-------- Supplied records

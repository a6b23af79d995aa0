//! # Core Application Logic
//!
//! Shell state and configuration. It knows nothing about any specific UI
//! technology.
//!
//! ```text
//!                    ┌─────────────────────────┐
//!                    │         CORE            │
//!                    │  (this module)          │
//!                    │                         │
//!                    │  • State (app data)     │
//!                    │  • Action (events)      │
//!                    │  • update() (reducer)   │
//!                    │  • Feature mapping      │
//!                    │  • Config               │
//!                    └───────────┬─────────────┘
//!                                │
//!                    ┌───────────┴───────────┐
//!                    ▼                       ▼
//!             ┌────────────┐          ┌────────────┐
//!             │    TUI     │          │ Navigation │
//!             │  Adapter   │◀─────────│ + Modules  │
//!             │ (ratatui)  │  routes  │            │
//!             └────────────┘          └────────────┘
//! ```
//!
//! ## Modules
//!
//! - [`state`]: The `App` struct, all shell state in one place
//! - [`action`]: The `Action` enum and the `update()` reducer
//! - [`mapping`]: Feature → module lookup
//! - [`config`]: Config file loading and resolution

pub mod action;
pub mod config;
pub mod mapping;
pub mod state;
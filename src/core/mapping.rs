//! # Feature → Module Mapping
//!
//! Resolves a UI-facing feature ("OCR", "PDF", "WORD") to the module that
//! backs it. Built once at startup and read-only afterwards.
//!
//! In the shipped product all three tools live in "Module01". The table can
//! be overridden from the `[features]` section of the config file.

use std::collections::BTreeMap;

pub const DEFAULT_MAPPING: &[(&str, &str)] = &[
    ("OCR", "Module01"),
    ("PDF", "Module01"),
    ("WORD", "Module01"),
];

#[derive(Debug, Clone, PartialEq, Eq)]
pub struct FeatureModuleMap {
    entries: BTreeMap<String, String>,
}

impl Default for FeatureModuleMap {
    fn default() -> Self {
        Self::from_pairs(DEFAULT_MAPPING.iter().copied())
    }
}

impl FeatureModuleMap {
    pub fn from_pairs<F, M>(pairs: impl IntoIterator<Item = (F, M)>) -> Self
    where
        F: Into<String>,
        M: Into<String>,
    {
        Self {
            entries: pairs
                .into_iter()
                .map(|(feature, module)| (feature.into(), module.into()))
                .collect(),
        }
    }

    /// Module backing `feature`, or `None` if the feature is unmapped.
    /// Feature identifiers are matched exactly.
    pub fn module_for(&self, feature: &str) -> Option<&str> {
        self.entries.get(feature).map(String::as_str)
    }

    /// Mapped features in a stable order.
    pub fn features(&self) -> impl Iterator<Item = &str> {
        self.entries.keys().map(String::as_str)
    }

    pub fn len(&self) -> usize {
        self.entries.len()
    }

    pub fn is_empty(&self) -> bool {
        self.entries.is_empty()
    }
}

----------------

◆ Description of the task ◆
Show every line from the entries above in which the word "struct" appears.

◆ Solution to this task ◆
//! - [`state`]: The `App` struct, all shell state in one place
pub struct FeatureModuleMap {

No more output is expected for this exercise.